Улыбнувшись напарнику – Рубеля на воробья поменял, – Чириков сделался задумчивым и скучным – его потянуло назад, в поселок, на косу, где они с Кучумовым жили, – коса эта узкая, дома выстроены в один ряд, главная улица сама собою образовалась, без всяких архитекторов, и никакого соперничества со стороны других улиц не было, с одного бока каменистой ниточки находилось грозное море с мелкими железными волнами, которые обладают гораздо большей жесткостью и ударом, чем волны крупные, с другого – широкая река, которую вплавь, без моторки не одолеешь – холод прямо рядом с берегом и скрутит, пойдет пловец на дно.
Казалось бы – людям давно надо бросить косу, столько мороки и бед приносит вода, и ветров тут не семь, как предписано заветом, а сорок семь, и все беспощадные, рот нечаянно откроешь – зубы вылущивают, морозы стоят не то что в глубинке, кряхтят, упираются, давят так, что огромные камни располовинивают на два оковалуха, деревья словно бы колуном по всей длине рубят, с макушки до комля, – а не уходят люди отсюда. Потому что здесь рыба. И дорогой пушной зверь.
Затуманились глаза егеря Чирикова – мыслями он очутился на косе, у себя дома, с продавщицей из продуктового магазина. С этой продавщицей, с Любкой, он часто гонял чаи. С печеньем, с шоколадными конфетами и вишневым ликером, который образованная Любка называла «черри-бренди». Любка раньше жила на Большой земле, в хорошем городе, где были и театры, и рестораны с кафетериями, по главной улице даже трамвай ходил, училась Любка в институте, но что-то там у нее не сложилось – песня не спелась, лист к листу не прилип, трава показалась не такой зеленой, и она уехала на восток.

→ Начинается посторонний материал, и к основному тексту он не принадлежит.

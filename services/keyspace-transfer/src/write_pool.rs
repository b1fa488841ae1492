use std::sync::Arc;
use tokio::sync::{OwnedSemaphorePermit, Semaphore};

use svckit::errors::SyncError;

/// Caps outstanding destination writes across every table of a job.
#[derive(Debug, Clone)]
pub struct WritePool {
    permits: Arc<Semaphore>,
    size: usize,
}

impl WritePool {
    pub fn new(size: usize) -> Self {
        let size = size.max(1);
        Self {
            permits: Arc::new(Semaphore::new(size)),
            size,
        }
    }

    /// Wait for a free writer slot. The slot is released when the permit drops.
    pub async fn acquire(&self) -> Result<OwnedSemaphorePermit, SyncError> {
        self.permits
            .clone()
            .acquire_owned()
            .await
            .map_err(|e| SyncError::Aborted(format!("Write pool closed: {}", e)))
    }

    pub fn size(&self) -> usize {
        self.size
    }

    pub fn available(&self) -> usize {
        self.permits.available_permits()
    }
}

#[cfg(test)]
mod tests {
    use super::*;

    #[tokio::test]
    async fn test_permits_are_returned_on_drop() {
        let pool = WritePool::new(2);
        assert_eq!(pool.size(), 2);

        let first = pool.acquire().await.unwrap();
        let _second = pool.acquire().await.unwrap();
        assert_eq!(pool.available(), 0);

        drop(first);
        assert_eq!(pool.available(), 1);
    }

    #[test]
    fn test_zero_size_becomes_one() {
        assert_eq!(WritePool::new(0).size(), 1);
    }
}
use std::collections::{BTreeMap, BTreeSet};
use std::num::NonZeroUsize;
use std::sync::Arc;

use async_trait::async_trait;
use chrono::{NaiveDate, TimeDelta};
use futures_util::stream::{BoxStream, StreamExt};
use scylla::frame::response::result::{CqlValue, Row};
use scylla::transport::execution_profile::ExecutionProfile;
use scylla::transport::session::PoolSize;
use scylla::{Session, SessionBuilder};
use tracing::{debug, error, info};

use crate::config::DatabaseConfig;
use crate::cql_type::ColumnType;
use crate::errors::SyncError;
use crate::metrics;
use crate::types::{
    ClusteringOrder, ColumnDescriptor, ColumnKind, ColumnValue, KeyspaceMetadata, RowData,
    TableSchema,
};

/// Forward-only stream of rows produced by a scan.
pub type RowStream = BoxStream<'static, Result<RowData, SyncError>>;

/// The operations the transfer needs from a cluster session.
#[async_trait]
pub trait DatabaseConnection: Send + Sync {
    /// Run a statement, discarding any result rows.
    async fn execute(&self, statement: &str) -> Result<(), SyncError>;

    /// Schema of every table in `keyspace`, sorted by table name.
    async fn keyspace_metadata(&self, keyspace: &str) -> Result<KeyspaceMetadata, SyncError>;

    /// Open a cursor over the rows returned by `statement`.
    async fn scan(&self, statement: &str) -> Result<RowStream, SyncError>;
}

/// ScyllaDB / Cassandra session wrapper
pub struct ScyllaConnection {
    session: Arc<Session>,
    config: DatabaseConfig,
}

impl ScyllaConnection {
    /// Open a session against a single contact point.
    pub async fn connect(config: &DatabaseConfig) -> Result<Self, SyncError> {
        let contact_point = config.endpoint.contact_point();
        info!("Connecting to cluster: {}", contact_point);

        let pool_size = NonZeroUsize::new(config.pool_size as usize).unwrap_or(NonZeroUsize::MIN);

        let profile = ExecutionProfile::builder()
            .consistency(config.consistency.into())
            .request_timeout(Some(config.request_timeout))
            .build();

        let mut session_builder = SessionBuilder::new()
            .known_node(&contact_point)
            .connection_timeout(config.connection_timeout)
            .pool_size(PoolSize::PerShard(pool_size))
            .default_execution_profile_handle(profile.into_handle());

        if let Some(credentials) = &config.credentials {
            session_builder = session_builder.user(&credentials.username, &credentials.password);
        }

        let session = session_builder.build().await.map_err(|e| {
            error!("Failed to connect to {}: {}", contact_point, e);
            SyncError::ConnectionError(format!("Failed to connect to {}: {}", contact_point, e))
        })?;

        metrics::ACTIVE_CONNECTIONS
            .with_label_values(&[contact_point.as_str()])
            .inc();
        info!("Connected to {} (consistency {:?})", contact_point, config.consistency);

        Ok(Self {
            session: Arc::new(session),
            config: config.clone(),
        })
    }

    pub fn get_session(&self) -> &Session {
        &self.session
    }

    pub fn config(&self) -> &DatabaseConfig {
        &self.config
    }

    async fn keyspace_exists(&self, keyspace: &str) -> Result<bool, SyncError> {
        let result = self
            .session
            .query_unpaged(
                "SELECT keyspace_name FROM system_schema.keyspaces WHERE keyspace_name = ?",
                (keyspace.to_string(),),
            )
            .await?;
        Ok(result.rows_num().unwrap_or(0) > 0)
    }
}

#[async_trait]
impl DatabaseConnection for ScyllaConnection {
    async fn execute(&self, statement: &str) -> Result<(), SyncError> {
        self.session.query_unpaged(statement, ()).await?;
        Ok(())
    }

    async fn keyspace_metadata(&self, keyspace: &str) -> Result<KeyspaceMetadata, SyncError> {
        if !self.keyspace_exists(keyspace).await? {
            return Err(SyncError::ConfigError(format!(
                "Keyspace {} does not exist on {}",
                keyspace, self.config.endpoint
            )));
        }

        let table_rows = self
            .session
            .query_unpaged(
                "SELECT table_name FROM system_schema.tables WHERE keyspace_name = ?",
                (keyspace.to_string(),),
            )
            .await?;
        let table_names = table_rows
            .rows_typed::<(String,)>()
            .map_err(|e| SyncError::DatabaseError(format!("Unexpected schema result: {}", e)))?
            .map(|row| row.map(|(name,)| name))
            .collect::<Result<BTreeSet<String>, _>>()
            .map_err(|e| SyncError::DatabaseError(format!("Malformed schema row: {}", e)))?;

        let result = self
            .session
            .query_unpaged(
                "SELECT table_name, column_name, kind, position, type, clustering_order \
                 FROM system_schema.columns WHERE keyspace_name = ?",
                (keyspace.to_string(),),
            )
            .await?;

        let rows = result
            .rows_typed::<(String, String, String, i32, String, String)>()
            .map_err(|e| SyncError::DatabaseError(format!("Unexpected schema result: {}", e)))?;

        let mut by_table: BTreeMap<String, Vec<SchemaColumn>> = BTreeMap::new();
        for row in rows {
            let (table, name, kind, position, type_text, clustering_order) = row
                .map_err(|e| SyncError::DatabaseError(format!("Malformed schema row: {}", e)))?;
            by_table.entry(table).or_default().push(SchemaColumn {
                name,
                kind,
                position,
                type_text,
                clustering_order,
            });
        }

        let tables = base_tables(by_table, &table_names)
            .into_iter()
            .map(|(table, columns)| table_schema(table, columns))
            .collect::<Result<Vec<_>, _>>()?;

        debug!("Read schema of {} tables from keyspace {}", tables.len(), keyspace);

        Ok(KeyspaceMetadata {
            name: keyspace.to_string(),
            tables,
        })
    }

    async fn scan(&self, statement: &str) -> Result<RowStream, SyncError> {
        let rows = self.session.query_iter(statement, ()).await?;
        let names: Vec<String> = rows
            .get_column_specs()
            .iter()
            .map(|spec| spec.name.clone())
            .collect();

        Ok(rows
            .map(move |row| {
                row.map(|row| row_data(&names, row))
                    .map_err(SyncError::from)
            })
            .boxed())
    }
}

/// One row of `system_schema.columns`.
#[derive(Debug, Clone)]
struct SchemaColumn {
    name: String,
    kind: String,
    position: i32,
    type_text: String,
    clustering_order: String,
}

/// `system_schema.columns` also lists materialized views and, on ScyllaDB,
/// the views backing secondary indexes. Keep only real tables.
fn base_tables(
    mut by_table: BTreeMap<String, Vec<SchemaColumn>>,
    table_names: &BTreeSet<String>,
) -> BTreeMap<String, Vec<SchemaColumn>> {
    by_table.retain(|table, _| {
        let keep = table_names.contains(table);
        if !keep {
            debug!("Ignoring view {}", table);
        }
        keep
    });
    by_table
}

/// Order columns as partition keys, clustering keys, then the rest by name.
fn table_schema(table: String, mut columns: Vec<SchemaColumn>) -> Result<TableSchema, SyncError> {
    let rank = |kind: ColumnKind| match kind {
        ColumnKind::PartitionKey => 0,
        ColumnKind::Clustering => 1,
        ColumnKind::Static | ColumnKind::Regular => 2,
    };

    let mut described = Vec::with_capacity(columns.len());
    for column in columns.drain(..) {
        let kind = ColumnKind::from_schema(&column.kind).ok_or_else(|| {
            SyncError::SchemaError(format!(
                "column {}.{} has unknown kind {}",
                table, column.name, column.kind
            ))
        })?;
        let clustering_order = match kind {
            ColumnKind::Clustering => ClusteringOrder::from_schema(&column.clustering_order),
            _ => None,
        };
        let descriptor = ColumnDescriptor {
            name: column.name,
            column_type: ColumnType::parse(&column.type_text),
            kind,
            clustering_order,
        };
        let position = match kind {
            ColumnKind::PartitionKey | ColumnKind::Clustering => column.position,
            _ => 0,
        };
        described.push((rank(kind), position, descriptor));
    }

    described.sort_by(|a, b| (a.0, a.1, &a.2.name).cmp(&(b.0, b.1, &b.2.name)));

    let schema = TableSchema::new(table, described.into_iter().map(|(_, _, d)| d).collect());
    schema.validate()?;
    Ok(schema)
}

fn row_data(names: &[String], row: Row) -> RowData {
    names
        .iter()
        .cloned()
        .zip(row.columns.into_iter().map(column_value))
        .collect()
}

fn column_value(value: Option<CqlValue>) -> ColumnValue {
    let Some(value) = value else {
        return ColumnValue::Null;
    };

    match value {
        CqlValue::Ascii(s) | CqlValue::Text(s) => ColumnValue::Text(s),
        CqlValue::TinyInt(v) => ColumnValue::TinyInt(v),
        CqlValue::SmallInt(v) => ColumnValue::SmallInt(v),
        CqlValue::Int(v) => ColumnValue::Int(v),
        CqlValue::BigInt(v) => ColumnValue::BigInt(v),
        CqlValue::Counter(c) => ColumnValue::Counter(c.0),
        CqlValue::Float(v) => ColumnValue::Float(v),
        CqlValue::Double(v) => ColumnValue::Double(v),
        CqlValue::Boolean(v) => ColumnValue::Boolean(v),
        CqlValue::Timestamp(ts) => ColumnValue::Timestamp(ts.0),
        CqlValue::Date(d) => date_value(d.0),
        CqlValue::Time(t) => ColumnValue::Time(t.0),
        CqlValue::Uuid(id) => ColumnValue::Uuid(id),
        CqlValue::Timeuuid(id) => ColumnValue::Uuid(id.into()),
        CqlValue::Inet(addr) => ColumnValue::Inet(addr),
        CqlValue::Blob(bytes) => ColumnValue::Blob(bytes),
        CqlValue::List(items) => {
            ColumnValue::List(items.into_iter().map(|v| column_value(Some(v))).collect())
        }
        CqlValue::Set(items) => {
            ColumnValue::Set(items.into_iter().map(|v| column_value(Some(v))).collect())
        }
        CqlValue::Map(entries) => ColumnValue::Map(
            entries
                .into_iter()
                .map(|(k, v)| (column_value(Some(k)), column_value(Some(v))))
                .collect(),
        ),
        CqlValue::Empty => ColumnValue::Null,
        CqlValue::Decimal(_) => ColumnValue::Unsupported("decimal".to_string()),
        CqlValue::Varint(_) => ColumnValue::Unsupported("varint".to_string()),
        CqlValue::Duration(_) => ColumnValue::Unsupported("duration".to_string()),
        CqlValue::Tuple(_) => ColumnValue::Unsupported("tuple".to_string()),
        CqlValue::UserDefinedType { type_name, .. } => {
            ColumnValue::Unsupported(format!("user-defined type {}", type_name))
        }
        #[allow(unreachable_patterns)]
        other => ColumnValue::Unsupported(format!("{:?}", other)),
    }
}

/// CQL dates count days from 2^31, which is the Unix epoch.
fn date_value(raw: u32) -> ColumnValue {
    let days = i64::from(raw) - (1i64 << 31);
    NaiveDate::from_ymd_opt(1970, 1, 1)
        .zip(TimeDelta::try_days(days))
        .and_then(|(epoch, delta)| epoch.checked_add_signed(delta))
        .map(ColumnValue::Date)
        .unwrap_or_else(|| ColumnValue::Unsupported(format!("date {} days from epoch", days)))
}
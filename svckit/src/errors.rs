use thiserror::Error;

#[derive(Error, Debug)]
pub enum SyncError {
    #[error("Configuration error: {0}")]
    ConfigError(String),

    #[error("Connection error: {0}")]
    ConnectionError(String),

    #[error("Database error: {0}")]
    DatabaseError(String),

    #[error("Schema error: {0}")]
    SchemaError(String),

    #[error("Schema creation failed: {reason} (statement: {statement})")]
    SchemaCreationError { statement: String, reason: String },

    #[error("Encoding error: {0}")]
    EncodingError(String),

    #[error("Row write failed on {table}: {reason} (statement: {statement})")]
    RowWriteError {
        table: String,
        statement: String,
        reason: String,
    },

    #[error("Transfer aborted: {0}")]
    Aborted(String),
}

impl SyncError {
    /// Row write failures are the only errors a job may choose to skip.
    pub fn is_row_write(&self) -> bool {
        matches!(self, SyncError::RowWriteError { .. })
    }
}

impl From<scylla::transport::errors::QueryError> for SyncError {
    fn from(err: scylla::transport::errors::QueryError) -> Self {
        SyncError::DatabaseError(err.to_string())
    }
}

#[cfg(test)]
mod tests {
    use super::*;

    #[test]
    fn test_row_write_error_message() {
        let err = SyncError::RowWriteError {
            table: "ks.users".to_string(),
            statement: "INSERT INTO ks.users (id) VALUES (1)".to_string(),
            reason: "timeout".to_string(),
        };
        assert!(err.is_row_write());
        assert!(err.to_string().contains("ks.users"));
        assert!(err.to_string().contains("timeout"));
    }

    #[test]
    fn test_other_errors_are_not_row_writes() {
        assert!(!SyncError::EncodingError("bad".into()).is_row_write());
        assert!(!SyncError::ConfigError("bad".into()).is_row_write());
    }
}
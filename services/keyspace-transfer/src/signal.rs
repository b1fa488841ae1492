use parking_lot::Mutex;
use std::sync::atomic::{AtomicBool, Ordering};

/// Job-wide cancellation flag shared by every table task.
#[derive(Debug, Default)]
pub struct JobSignal {
    aborted: AtomicBool,
    cause: Mutex<Option<String>>,
}

impl JobSignal {
    pub fn new() -> Self {
        Self::default()
    }

    /// Raise the flag. Only the first cause is kept.
    pub fn abort(&self, cause: impl Into<String>) {
        let mut slot = self.cause.lock();
        if slot.is_none() {
            *slot = Some(cause.into());
        }
        self.aborted.store(true, Ordering::SeqCst);
    }

    pub fn is_aborted(&self) -> bool {
        self.aborted.load(Ordering::SeqCst)
    }

    pub fn cause(&self) -> Option<String> {
        self.cause.lock().clone()
    }
}

#[cfg(test)]
mod tests {
    use super::*;

    #[test]
    fn test_first_cause_wins() {
        let signal = JobSignal::new();
        assert!(!signal.is_aborted());
        assert_eq!(signal.cause(), None);

        signal.abort("users: write rejected");
        signal.abort("orders: write rejected");

        assert!(signal.is_aborted());
        assert_eq!(signal.cause().as_deref(), Some("users: write rejected"));
    }
}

Любка была красивой, долгоногой, многие хотели взять щедрую добычу, пальбу такую открывали, что Чирикову тошно делалось, шампанское и конфетные коробки, как гранаты, бросали, а Любка всех отшила и остановилась на неприметном скромном егере с бронзовым пушком на скулах и мальчишеским мягким ртом. И что она в нем нашла – только ей, наверное, и известно. Мысль о том, что награда досталась не по чинам, иногда доводила Чирикова до неистовства, он шалел от боли и беспошлинного счастья, хватался за всякую работу, какую ни предлагали, тяжелую и черную, что не каждый мужик возьмется делать – мужики на косе с норовом, с собственным «я» не меньшим, чем у генералов, и таким достоинством, которое, наверное, только богам и выдается, поднимался над самим собой – Любка следила за ним будто бы со стороны, со снисходительно далекой улыбкой, и эта ее удаленность пришибала Чирикова, он мотал головой, едва шевеля спекшимися от внутреннего жара губами:
– За что же мне такое счастье, Любонька, а?
Любка молча улыбалась. Чириков тянулся к ней, гладил рукой нежную щеку, шептал разные благодарные слова, жаловался, что его сейчас хватит паралич – паралич души, бывает ведь такое? – предлагал в тихой тоске:
– Слушай, Любонька, давай поженимся, а?
– Зачем?
– Уедем отсюда на Большую землю, жить там будем, детей заведем. Ты институт окончишь, я тоже, специальность хорошую приобретем… А?
– Зачем?
– О-ох, Любонька! – оглушенно стонал Чириков и проваливался в забытье, будто в яму какую. Он любил Любку, но любила ли она его? Вот вопрос.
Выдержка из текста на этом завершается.